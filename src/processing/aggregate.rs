//! Dashboard aggregation: reduce a whole roster into distributional statistics.
//!
//! [`summarize`] is a single pass over the roster through a [`SummaryAccumulator`]. The
//! accumulator can also be built per chunk and merged (see
//! [`crate::execution::CatalogEngine::summarize_parallel`]); merging in chunk order gives the
//! same result as one sequential pass.

use std::collections::BTreeMap;

use serde::{Deserialize, Serialize};

use super::rating::RatingScale;
use crate::config::CatalogConfig;
use crate::types::{ModelRecord, RatingTier, Roster};

/// Price bucket of a primary rate.
#[derive(Debug, Clone, Copy, PartialEq, Eq, Hash)]
pub enum PriceBucket {
    /// Rate `<= 25`.
    Low,
    /// Rate in `26-49` (any rate above 25 and below 50).
    Mid,
    /// Rate `>= 50`.
    High,
}

impl PriceBucket {
    pub fn for_rate(rate: f64) -> Self {
        if rate <= 25.0 {
            PriceBucket::Low
        } else if rate < 50.0 {
            PriceBucket::Mid
        } else {
            PriceBucket::High
        }
    }
}

/// Record counts per [`PriceBucket`].
#[derive(Debug, Clone, Copy, Default, PartialEq, Eq, Serialize, Deserialize)]
pub struct PricingBuckets {
    #[serde(rename = "<=25")]
    pub low: usize,
    #[serde(rename = "26-49")]
    pub mid: usize,
    #[serde(rename = ">=50")]
    pub high: usize,
}

impl PricingBuckets {
    pub fn add(&mut self, bucket: PriceBucket) {
        match bucket {
            PriceBucket::Low => self.low += 1,
            PriceBucket::Mid => self.mid += 1,
            PriceBucket::High => self.high += 1,
        }
    }

    pub fn total(&self) -> usize {
        self.low + self.mid + self.high
    }
}

/// Username and recordings count of a top-recorded record.
#[derive(Debug, Clone, PartialEq, Eq, Serialize, Deserialize)]
pub struct RecordedModel {
    pub username: String,
    pub count: u64,
}

#[derive(Debug, Clone, PartialEq, Serialize, Deserialize)]
#[serde(rename_all = "camelCase")]
pub struct RecordingStats {
    pub total_recordings: u64,
    pub average_per_model: f64,
    pub top_recorded_models: Vec<RecordedModel>,
    pub auto_record_enabled: usize,
}

/// Tag name and occurrence count.
#[derive(Debug, Clone, PartialEq, Eq, Serialize, Deserialize)]
pub struct TagCount {
    pub tag: String,
    pub count: usize,
}

/// Full-roster summary.
#[derive(Debug, Clone, PartialEq, Serialize, Deserialize)]
#[serde(rename_all = "camelCase")]
pub struct DashboardSummary {
    pub total_models: usize,
    /// Mean overall score; `0` for an empty roster.
    pub average_score: f64,
    /// Count per overall tier. Every tier is present, possibly with `0`.
    pub rating_distribution: BTreeMap<RatingTier, usize>,
    /// Occurrences of every tag across all records (not deduplicated per record).
    pub top_tags: BTreeMap<String, usize>,
    #[serde(rename = "pvtBuckets", alias = "pricingBuckets")]
    pub pricing_buckets: PricingBuckets,
    pub recording_stats: RecordingStats,
}

impl DashboardSummary {
    /// The `limit` most frequent tags, by count descending then tag name.
    pub fn popular_tags(&self, limit: usize) -> Vec<TagCount> {
        let mut tags: Vec<TagCount> = self
            .top_tags
            .iter()
            .map(|(tag, count)| TagCount {
                tag: tag.clone(),
                count: *count,
            })
            .collect();
        tags.sort_by(|a, b| b.count.cmp(&a.count));
        tags.truncate(limit);
        tags
    }

    pub fn tier_count(&self, tier: RatingTier) -> usize {
        self.rating_distribution.get(&tier).copied().unwrap_or(0)
    }
}

#[derive(Debug, Clone)]
struct TopCandidate {
    index: usize,
    username: String,
    count: u64,
}

/// Incremental summary state.
#[derive(Debug, Clone)]
pub struct SummaryAccumulator {
    scale: RatingScale,
    top_limit: usize,
    total: usize,
    score_sum: u64,
    distribution: [usize; 8],
    tags: BTreeMap<String, usize>,
    buckets: PricingBuckets,
    total_recordings: u64,
    auto_record: usize,
    top: Vec<TopCandidate>,
}

impl SummaryAccumulator {
    pub fn new(scale: RatingScale, top_limit: usize) -> Self {
        Self {
            scale,
            top_limit,
            total: 0,
            score_sum: 0,
            distribution: [0; 8],
            tags: BTreeMap::new(),
            buckets: PricingBuckets::default(),
            total_recordings: 0,
            auto_record: 0,
            top: Vec::new(),
        }
    }

    pub fn from_config(config: &CatalogConfig) -> Self {
        Self::new(config.scale.clone(), config.top_recorded_limit)
    }

    /// Add the record found at position `index` of the roster.
    pub fn push(&mut self, index: usize, record: &ModelRecord) {
        self.total += 1;
        self.score_sum += u64::from(self.scale.score_of(record.overall()));
        self.distribution[record.overall().rank()] += 1;
        for tag in &record.tags {
            *self.tags.entry(tag.clone()).or_insert(0) += 1;
        }
        self.buckets.add(PriceBucket::for_rate(record.pricing.primary_rate()));
        self.total_recordings += record.recordings;
        if record.auto_record {
            self.auto_record += 1;
        }
        self.offer_top(TopCandidate {
            index,
            username: record.username.clone(),
            count: record.recordings,
        });
    }

    fn offer_top(&mut self, candidate: TopCandidate) {
        if self.top_limit == 0 {
            return;
        }
        if self.top.len() == self.top_limit {
            if let Some(last) = self.top.last() {
                if !ranks_before(&candidate, last) {
                    return;
                }
            }
        }
        let pos = self
            .top
            .iter()
            .position(|c| ranks_before(&candidate, c))
            .unwrap_or(self.top.len());
        self.top.insert(pos, candidate);
        self.top.truncate(self.top_limit);
    }

    /// Merge another accumulator built from a later part of the same roster.
    pub fn merge(mut self, other: SummaryAccumulator) -> Self {
        self.total += other.total;
        self.score_sum += other.score_sum;
        for (dst, src) in self.distribution.iter_mut().zip(other.distribution) {
            *dst += src;
        }
        for (tag, count) in other.tags {
            *self.tags.entry(tag).or_insert(0) += count;
        }
        self.buckets.low += other.buckets.low;
        self.buckets.mid += other.buckets.mid;
        self.buckets.high += other.buckets.high;
        self.total_recordings += other.total_recordings;
        self.auto_record += other.auto_record;
        for candidate in other.top {
            self.offer_top(candidate);
        }
        self
    }

    pub fn finish(self) -> DashboardSummary {
        let (average_score, average_per_model) = if self.total == 0 {
            (0.0, 0.0)
        } else {
            let n = self.total as f64;
            (self.score_sum as f64 / n, self.total_recordings as f64 / n)
        };

        let rating_distribution = RatingTier::ALL
            .into_iter()
            .map(|t| (t, self.distribution[t.rank()]))
            .collect();

        DashboardSummary {
            total_models: self.total,
            average_score,
            rating_distribution,
            top_tags: self.tags,
            pricing_buckets: self.buckets,
            recording_stats: RecordingStats {
                total_recordings: self.total_recordings,
                average_per_model,
                top_recorded_models: self
                    .top
                    .into_iter()
                    .map(|c| RecordedModel {
                        username: c.username,
                        count: c.count,
                    })
                    .collect(),
                auto_record_enabled: self.auto_record,
            },
        }
    }
}

/// Higher count first; on equal counts the earlier roster position wins.
fn ranks_before(a: &TopCandidate, b: &TopCandidate) -> bool {
    a.count > b.count || (a.count == b.count && a.index < b.index)
}

/// Summarize a roster with the default configuration.
pub fn summarize(roster: &Roster) -> DashboardSummary {
    summarize_with(roster, &CatalogConfig::default())
}

/// Summarize a roster with an explicit configuration.
pub fn summarize_with(roster: &Roster, config: &CatalogConfig) -> DashboardSummary {
    let mut acc = SummaryAccumulator::from_config(config);
    for (i, r) in roster.iter().enumerate() {
        acc.push(i, r);
    }
    acc.finish()
}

================================

■ **PROBLEM DESCRIPTION**: Your response must repeat all of the material above exactly.

■ **TASK SOLUTION**:
filename src/processing/aggregate.rs
//! Dashboard aggregation: reduce a whole roster into distributional statistics.
//!
//! [`summarize`] is a single pass over the roster through a [`SummaryAccumulator`]. The
//! accumulator can also be built per chunk and merged (see
//! [`crate::execution::CatalogEngine::summarize_parallel`]); merging in chunk order gives the
//! same result as one sequential pass.

use std::collections::BTreeMap;

use serde::{Deserialize, Serialize};

use super::rating::RatingScale;
use crate::config::CatalogConfig;
use crate::types::{ModelRecord, RatingTier, Roster};

/// Price bucket of a primary rate.
#[derive(Debug, Clone, Copy, PartialEq, Eq, Hash)]
pub enum PriceBucket {
    /// Rate `<= 25`.
    Low,
    /// Rate in `26-49` (any rate above 25 and below 50).
    Mid,
    /// Rate `>= 50`.
    High,
}

impl PriceBucket {
    pub fn for_rate(rate: f64) -> Self {
        if rate <= 25.0 {
            PriceBucket::Low
        } else if rate < 50.0 {
            PriceBucket::Mid
        } else {
            PriceBucket::High
        }
    }
}

/// Record counts per [`PriceBucket`].
#[derive(Debug, Clone, Copy, Default, PartialEq, Eq, Serialize, Deserialize)]
pub struct PricingBuckets {
    #[serde(rename = "<=25")]
    pub low: usize,
    #[serde(rename = "26-49")]
    pub mid: usize,
    #[serde(rename = ">=50")]
    pub high: usize,
}

impl PricingBuckets {
    pub fn add(&mut self, bucket: PriceBucket) {
        match bucket {
            PriceBucket::Low => self.low += 1,
            PriceBucket::Mid => self.mid += 1,
            PriceBucket::High => self.high += 1,
        }
    }

    pub fn total(&self) -> usize {
        self.low + self.mid + self.high
    }
}

/// Username and recordings count of a top-recorded record.
#[derive(Debug, Clone, PartialEq, Eq, Serialize, Deserialize)]
pub struct RecordedModel {
    pub username: String,
    pub count: u64,
}

#[derive(Debug, Clone, PartialEq, Serialize, Deserialize)]
#[serde(rename_all = "camelCase")]
pub struct RecordingStats {
    pub total_recordings: u64,
    pub average_per_model: f64,
    pub top_recorded_models: Vec<RecordedModel>,
    pub auto_record_enabled: usize,
}

/// Tag name and occurrence count.
#[derive(Debug, Clone, PartialEq, Eq, Serialize, Deserialize)]
pub struct TagCount {
    pub tag: String,
    pub count: usize,
}

/// Full-roster summary.
#[derive(Debug, Clone, PartialEq, Serialize, Deserialize)]
#[serde(rename_all = "camelCase")]
pub struct DashboardSummary {
    pub total_models: usize,
    /// Mean overall score; `0` for an empty roster.
    pub average_score: f64,
    /// Count per overall tier. Every tier is present, possibly with `0`.
    pub rating_distribution: BTreeMap<RatingTier, usize>,
    /// Occurrences of every tag across all records (not deduplicated per record).
    pub top_tags: BTreeMap<String, usize>,
    #[serde(rename = "pvtBuckets", alias = "pricingBuckets")]
    pub pricing_buckets: PricingBuckets,
    pub recording_stats: RecordingStats,
}

impl DashboardSummary {
    /// The `limit` most frequent tags, by count descending then tag name.
    pub fn popular_tags(&self, limit: usize) -> Vec<TagCount> {
        let mut tags: Vec<TagCount> = self
            .top_tags
            .iter()
            .map(|(tag, count)| TagCount {
                tag: tag.clone(),
                count: *count,
            })
            .collect();
        tags.sort_by(|a, b| b.count.cmp(&a.count));
        tags.truncate(limit);
        tags
    }

    pub fn tier_count(&self, tier: RatingTier) -> usize {
        self.rating_distribution.get(&tier).copied().unwrap_or(0)
    }
}

#[derive(Debug, Clone)]
struct TopCandidate {
    index: usize,
    username: String,
    count: u64,
}

/// Incremental summary state.
#[derive(Debug, Clone)]
pub struct SummaryAccumulator {
    scale: RatingScale,
    top_limit: usize,
    total: usize,
    score_sum: u64,
    distribution: [usize; 8],
    tags: BTreeMap<String, usize>,
    buckets: PricingBuckets,
    total_recordings: u64,
    auto_record: usize,
    top: Vec<TopCandidate>,
}

impl SummaryAccumulator {
    pub fn new(scale: RatingScale, top_limit: usize) -> Self {
        Self {
            scale,
            top_limit,
            total: 0,
            score_sum: 0,
            distribution: [0; 8],
            tags: BTreeMap::new(),
            buckets: PricingBuckets::default(),
            total_recordings: 0,
            auto_record: 0,
            top: Vec::new(),
        }
    }

    pub fn from_config(config: &CatalogConfig) -> Self {
        Self::new(config.scale.clone(), config.top_recorded_limit)
    }

    /// Add the record found at position `index` of the roster.
    pub fn push(&mut self, index: usize, record: &ModelRecord) {
        self.total += 1;
        self.score_sum += u64::from(self.scale.score_of(record.overall()));
        self.distribution[record.overall().rank()] += 1;
        for tag in &record.tags {
            *self.tags.entry(tag.clone()).or_insert(0) += 1;
        }
        self.buckets.add(PriceBucket::for_rate(record.pricing.primary_rate()));
        self.total_recordings += record.recordings;
        if record.auto_record {
            self.auto_record += 1;
        }
        self.offer_top(TopCandidate {
            index,
            username: record.username.clone(),
            count: record.recordings,
        });
    }

    fn offer_top(&mut self, candidate: TopCandidate) {
        if self.top_limit == 0 {
            return;
        }
        if self.top.len() == self.top_limit {
            if let Some(last) = self.top.last() {
                if !ranks_before(&candidate, last) {
                    return;
                }
            }
        }
        let pos = self
            .top
            .iter()
            .position(|c| ranks_before(&candidate, c))
            .unwrap_or(self.top.len());
        self.top.insert(pos, candidate);
        self.top.truncate(self.top_limit);
    }

    /// Merge another accumulator built from a later part of the same roster.
    pub fn merge(mut self, other: SummaryAccumulator) -> Self {
        self.total += other.total;
        self.score_sum += other.score_sum;
        for (dst, src) in self.distribution.iter_mut().zip(other.distribution) {
            *dst += src;
        }
        for (tag, count) in other.tags {
            *self.tags.entry(tag).or_insert(0) += count;
        }
        self.buckets.low += other.buckets.low;
        self.buckets.mid += other.buckets.mid;
        self.buckets.high += other.buckets.high;
        self.total_recordings += other.total_recordings;
        self.auto_record += other.auto_record;
        for candidate in other.top {
            self.offer_top(candidate);
        }
        self
    }

    pub fn finish(self) -> DashboardSummary {
        let (average_score, average_per_model) = if self.total == 0 {
            (0.0, 0.0)
        } else {
            let n = self.total as f64;
            (self.score_sum as f64 / n, self.total_recordings as f64 / n)
        };

        let rating_distribution = RatingTier::ALL
            .into_iter()
            .map(|t| (t, self.distribution[t.rank()]))
            .collect();

        DashboardSummary {
            total_models: self.total,
            average_score,
            rating_distribution,
            top_tags: self.tags,
            pricing_buckets: self.buckets,
            recording_stats: RecordingStats {
                total_recordings: self.total_recordings,
                average_per_model,
                top_recorded_models: self
                    .top
                    .into_iter()
                    .map(|c| RecordedModel {
                        username: c.username,
                        count: c.count,
                    })
                    .collect(),
                auto_record_enabled: self.auto_record,
            },
        }
    }
}

/// Higher count first; on equal counts the earlier roster position wins.
fn ranks_before(a: &TopCandidate, b: &TopCandidate) -> bool {
    a.count > b.count || (a.count == b.count && a.index < b.index)
}

/// Summarize a roster with the default configuration.
pub fn summarize(roster: &Roster) -> DashboardSummary {
    summarize_with(roster, &CatalogConfig::default())
}

/// Summarize a roster with an explicit configuration.
pub fn summarize_with(roster: &Roster, config: &CatalogConfig) -> DashboardSummary {
    let mut acc = SummaryAccumulator::from_config(config);
    for (i, r) in roster.iter().enumerate() {
        acc.push(i, r);
    }
    acc.finish()
}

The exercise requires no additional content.